A module has a method dictionary, a constant dictionary, and a class variable dictionary:

struct Module
  methods: Dictionary<Symbol, *Method>
  constants: Dictionary<Symbol, *Object>
  cvars: Dictionary<Symbol, *Object>
end

A class is like a module, but it also has a superclass:

struct Class
  methods: Dictionary<Symbol, *Method>
  constants: Dictionary<Symbol, *Object>
  cvars: Dictionary<Symbol, *Object>
  superclass: *Class
end

When you call a method on an object, Ruby will look up the object's class pointer and try to find the method there. If it doesn't, it will look at the class's superclass pointer and so on, until it reaches a class which has no superclass.

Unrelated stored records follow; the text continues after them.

use anyhow::Context;
use chrono::NaiveDate;
use clap::{Args, Parser, Subcommand};
use std::path::PathBuf;
use tracing_subscriber::{layer::SubscriberExt, util::SubscriberInitExt};

use openmrs::{Credentials, RestClient};
use supply_core::basket::{find_existing, group};
use supply_core::order::{create_empty_order, order_detail_summary};
use supply_core::{
    ConceptRef, JsonFileBasketStore, OrderBasket, OrderBasketItem, OrderError, OrderFormData,
    OrderUrgency, QuantityUnitLookup, QuantityUnits, SupplyConfig,
};
use supply_types::ResourceUuid;

#[derive(Parser)]
#[command(name = "supply-order")]
#[command(about = "Medical supply order basket")]
struct Cli {
    /// Configuration file (YAML, or JSON when the name ends in .json)
    #[arg(long, env = "SUPPLY_ORDER_CONFIG")]
    config: Option<PathBuf>,

    /// Basket store file
    #[arg(long, env = "SUPPLY_ORDER_BASKET", default_value = "basket.json")]
    basket: PathBuf,

    /// Order type whose basket is used (default: first configured order type)
    #[arg(long)]
    order_type: Option<String>,

    #[command(flatten)]
    server: ServerArgs,

    #[command(subcommand)]
    command: Option<Commands>,
}

#[derive(Args)]
struct ServerArgs {
    /// Server base URL
    #[arg(
        long,
        env = "OPENMRS_BASE_URL",
        default_value = "http://localhost:8080/openmrs"
    )]
    base_url: String,

    /// REST username
    #[arg(long, env = "OPENMRS_USERNAME")]
    username: Option<String>,

    /// REST password
    #[arg(long, env = "OPENMRS_PASSWORD", hide_env_values = true)]
    password: Option<String>,
}

#[derive(Args)]
struct FormArgs {
    /// Quantity
    #[arg(long)]
    quantity: Option<u32>,
    /// Quantity units concept UUID
    #[arg(long)]
    units: Option<String>,
    /// Priority: ROUTINE, STAT or ON_SCHEDULED_DATE
    #[arg(long)]
    urgency: Option<String>,
    /// Scheduled date (YYYY-MM-DD), with ON_SCHEDULED_DATE priority
    #[arg(long)]
    scheduled_date: Option<NaiveDate>,
    /// Free-text instructions
    #[arg(long)]
    instructions: Option<String>,
    /// Reference number
    #[arg(long)]
    reference: Option<String>,
}

impl FormArgs {
    fn is_empty(&self) -> bool {
        self.quantity.is_none()
            && self.units.is_none()
            && self.urgency.is_none()
            && self.scheduled_date.is_none()
            && self.instructions.is_none()
            && self.reference.is_none()
    }

    /// Write the given flags over the form pre-filled from `initial`.
    fn to_form(
        &self,
        initial: &OrderBasketItem,
        units: &QuantityUnits,
    ) -> anyhow::Result<OrderFormData> {
        let mut form = OrderFormData::from_item(initial);
        if let Some(urgency) = &self.urgency {
            form.urgency = Some(urgency.parse::<OrderUrgency>()?);
        }
        if self.scheduled_date.is_some() {
            form.scheduled_date = self.scheduled_date;
        }
        if self.quantity.is_some() {
            form.quantity = self.quantity;
        }
        if let Some(uuid) = &self.units {
            if let Some(error) = &units.error {
                anyhow::bail!("quantity units could not be fetched: {error}");
            }
            let unit = units
                .find(uuid)
                .with_context(|| format!("{uuid} is not one of the offered quantity units"))?;
            form.quantity_units = Some(ConceptRef::from(unit));
        }
        if self.instructions.is_some() {
            form.instructions = self.instructions.clone();
        }
        if self.reference.is_some() {
            form.accession_number = self.reference.clone();
        }
        Ok(form)
    }
}

#[derive(Subcommand)]
enum Commands {
    /// Validate the configuration and print the resolved settings
    CheckConfig,
    /// List the quantity units offered on the order form
    QuantityUnits,
    /// Add a new order for a concept, or edit the one already in the basket
    Add {
        /// Orderable concept UUID
        concept: String,
        /// Concept display name
        #[arg(long, default_value = "")]
        display: String,
        /// Provider placing the order
        #[arg(long)]
        provider: String,
        #[command(flatten)]
        form: FormArgs,
    },
    /// Show the basket grouped for display
    List,
    /// Remove the basket entry at a position (as shown by `list`)
    Remove {
        index: usize,
    },
    /// Print the submission payload of every basket entry
    Payloads {
        /// Patient UUID
        #[arg(long)]
        patient: String,
        /// Encounter UUID
        #[arg(long)]
        encounter: Option<String>,
    },
    /// Revise a placed order
    Modify {
        /// Placed order UUID
        order: String,
        /// Provider revising the order
        #[arg(long)]
        provider: Option<String>,
        #[command(flatten)]
        form: FormArgs,
    },
    /// Discontinue a placed order
    Cancel {
        /// Placed order UUID
        order: String,
    },
    /// Show a placed order's details
    ShowOrder {
        /// Placed order UUID
        order: String,
    },
}

/// Main entry point for the supply order CLI
///
/// Loads the configuration, opens the basket of the selected order type and runs one
/// subcommand against it. Subcommands that need placed orders or quantity units call the
/// REST API.
///
/// # Environment Variables
/// - `OPENMRS_BASE_URL`: server base URL (default: "http://localhost:8080/openmrs")
/// - `OPENMRS_USERNAME`: REST username (basic auth is sent only with a password as well)
/// - `OPENMRS_PASSWORD`: REST password
/// - `SUPPLY_ORDER_CONFIG`: configuration file (default: built-in configuration)
/// - `SUPPLY_ORDER_BASKET`: basket store file (default: "basket.json")
///
/// Each can also be given as a command-line flag; a `.env` file is read first.
///
/// # Returns
/// * `Ok(())` - If the subcommand completed
/// * `Err(anyhow::Error)` - If configuration, the basket store, the REST call or the order form
///   failed
#[tokio::main]
async fn main() -> anyhow::Result<()> {
    dotenvy::dotenv().ok();

    tracing_subscriber::registry()
        .with(
            tracing_subscriber::EnvFilter::from_default_env()
                .add_directive("supply_order=info".parse()?)
                .add_directive("supply_core=info".parse()?),
        )
        .with(tracing_subscriber::fmt::layer().with_writer(std::io::stderr))
        .init();

    let cli = Cli::parse();

    let config = match &cli.config {
        Some(path) => SupplyConfig::load(path)
            .with_context(|| format!("loading configuration {}", path.display()))?,
        None => SupplyConfig::default(),
    };

    let order_type = match &cli.order_type {
        Some(uuid) => config
            .order_type(uuid)
            .with_context(|| format!("order type {uuid} is not configured"))?,
        None => config
            .order_types()
            .first()
            .context("no order type configured")?,
    };
    let basket = OrderBasket::new(
        JsonFileBasketStore::new(&cli.basket),
        order_type.order_type_uuid.as_str(),
    );
    tracing::debug!(
        "using basket {} for order type {}",
        cli.basket.display(),
        basket.order_type_uuid()
    );
    let today = chrono::Local::now().date_naive();

    match cli.command {
        Some(Commands::CheckConfig) => {
            for t in config.order_types() {
                println!("Order type: {}", t.order_type_uuid);
                for set in &t.orderable_concept_sets {
                    println!("  Orderable concept set: {}", set);
                }
            }
            let units = config.quantity_units();
            println!("Quantity units: {} ({:?})", units.concept_uuid, units.map);
            println!(
                "Reference number field: {}",
                if config.show_reference_number_field() {
                    "shown"
                } else {
                    "hidden"
                }
            );
        }
        Some(Commands::QuantityUnits) => {
            let lookup = QuantityUnitLookup::new(rest_client(&cli.server)?);
            let units = lookup.load(config.quantity_units()).await;
            if let Some(error) = &units.error {
                anyhow::bail!("quantity units could not be fetched: {error}");
            }
            for unit in &units.concepts {
                println!("{}  {}", unit.uuid, unit.display);
            }
        }
        Some(Commands::Add {
            concept,
            display,
            provider,
            form,
        }) => {
            let candidate = create_empty_order(ConceptRef::new(concept, display), provider.clone());
            let orders = basket.orders()?;
            let initial = find_existing(&orders, &candidate)
                .cloned()
                .unwrap_or(candidate);

            let lookup = QuantityUnitLookup::new(rest_client(&cli.server)?);
            let units = lookup.load(config.quantity_units()).await;
            let form = form.to_form(&initial, &units)?;

            let orders = submit(&basket, &initial, form, &provider, &units, today)?;
            println!("Basket has {} item(s)", orders.len());
        }
        Some(Commands::List) => {
            let orders = basket.orders()?;
            let groups = group(&orders);
            if groups.is_empty() {
                println!("Basket is empty.");
            }
            for (title, entries) in [
                ("Incomplete", &groups.incomplete),
                ("New", &groups.new),
                ("Renewed", &groups.renewed),
                ("Revised", &groups.revised),
                ("Discontinued", &groups.discontinued),
            ] {
                if entries.is_empty() {
                    continue;
                }
                println!("{title}:");
                for (index, item) in entries {
                    println!("  [{index}] {}", describe(item));
                }
            }
        }
        Some(Commands::Remove { index }) => {
            let orders = basket.remove(index)?;
            println!("Basket has {} item(s)", orders.len());
        }
        Some(Commands::Payloads { patient, encounter }) => {
            let payloads = basket.payloads(&patient, encounter.as_deref())?;
            let bodies = payloads
                .iter()
                .map(|p| p.to_json())
                .collect::<Result<Vec<_>, _>>()?;
            println!("{}", serde_json::to_string_pretty(&bodies)?);
        }
        Some(Commands::Modify {
            order,
            provider,
            form,
        }) => {
            let client = rest_client(&cli.server)?;
            let placed = client.get_order(&ResourceUuid::new(&order)?).await?;
            let revised = basket.modify(&placed)?;
            println!("Added revision of order {}", placed.uuid);

            if !form.is_empty() {
                let provider = provider.context("--provider is required to save form values")?;
                let lookup = QuantityUnitLookup::new(client);
                let units = lookup.load(config.quantity_units()).await;
                let form = form.to_form(&revised, &units)?;
                submit(&basket, &revised, form, &provider, &units, today)?;
                println!("Saved revision of order {}", placed.uuid);
            }
        }
        Some(Commands::Cancel { order }) => {
            let client = rest_client(&cli.server)?;
            let placed = client.get_order(&ResourceUuid::new(&order)?).await?;
            basket.cancel(&placed)?;
            println!("Added discontinuation of order {}", placed.uuid);
        }
        Some(Commands::ShowOrder { order }) => {
            let client = rest_client(&cli.server)?;
            let placed = client.get_order(&ResourceUuid::new(&order)?).await?;
            println!(
                "{} {}",
                placed.order_number.as_deref().unwrap_or(&placed.uuid),
                placed.display.as_deref().unwrap_or(&placed.concept.uuid)
            );
            for line in order_detail_summary(&placed) {
                println!("  {line}");
            }
        }
        None => {
            println!("Use 'supply-order --help' for commands");
        }
    }

    Ok(())
}

/// Build the REST client from the server flags.
///
/// Credentials are attached only when both a username and a password are set.
fn rest_client(server: &ServerArgs) -> anyhow::Result<RestClient> {
    let credentials = match (&server.username, &server.password) {
        (Some(username), Some(password)) => Some(Credentials {
            username: username.clone(),
            password: password.clone(),
        }),
        _ => None,
    };
    Ok(RestClient::new(&server.base_url, credentials)?)
}

/// Submit a form, printing field messages when it does not validate.
fn submit(
    basket: &OrderBasket<JsonFileBasketStore>,
    initial: &OrderBasketItem,
    form: OrderFormData,
    provider: &str,
    units: &QuantityUnits,
    today: NaiveDate,
) -> anyhow::Result<Vec<OrderBasketItem>> {
    match basket.submit(initial, form, provider, units, today) {
        Err(OrderError::Validation(errors)) => {
            eprintln!("{}", errors.summary());
            for error in &errors.fields {
                eprintln!("  {}: {}", error.field.name(), error.message);
            }
            anyhow::bail!("order form is invalid")
        }
        other => Ok(other?),
    }
}

fn describe(item: &OrderBasketItem) -> String {
    let name = if item.display.is_empty() {
        &item.concept.uuid
    } else {
        &item.display
    };
    let mut line = format!("{} {}", item.action, name);
    if let Some(quantity) = item.quantity {
        line.push_str(&format!(" x{quantity}"));
        if let Some(units) = &item.quantity_units {
            line.push_str(&format!(" {}", units.display));
        }
    }
    if let Some(urgency) = item.urgency {
        line.push_str(&format!(" ({})", urgency.label()));
    }
    line
}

At that point it will actually not give up, but try to call the method_missing method on the original object, passing the name of the method you tried to call as an argument, but that's just a normal method call, too, so it follows all the same rules (except that if a call to method_missing reaches the top of the hierarchy, it will not try to call it again, that would result in an infinite loop).

Oh, but we ignored one thing: singleton methods! Every object needs to have its own method dictionary as well. Actually, rather, every object has its own private singleton class in addition to its class:

struct Object
  object_id: Id
  ivars: Dictionary<Symbol, *Object>
  class: *Class
  singleton_class: Class
end

So, method lookup starts first in the singleton class, and only then goes to the class.

And what about mixins? Oh, right, every module and class also needs a list of its included mixins:

struct Module
  methods: Dictionary<Symbol, *Method>
  constants: Dictionary<Symbol, *Object>
  cvars: Dictionary<Symbol, *Object>
  mixins: List<*Module>
end

struct Class
  methods: Dictionary<Symbol, *Method>
  constants: Dictionary<Symbol, *Object>
  cvars: Dictionary<Symbol, *Object>
  superclass: *Class
  mixins: List<*Module>
end

Now, the algorithm goes: look first in the singleton class, then the class and then the superclass(es), where however, "look" also means "after you look at the method dictionary, also look at all the method dictionaries of the included mixins (and the included mixins of the included mixins, and so forth, recursively) before going up to the superclass".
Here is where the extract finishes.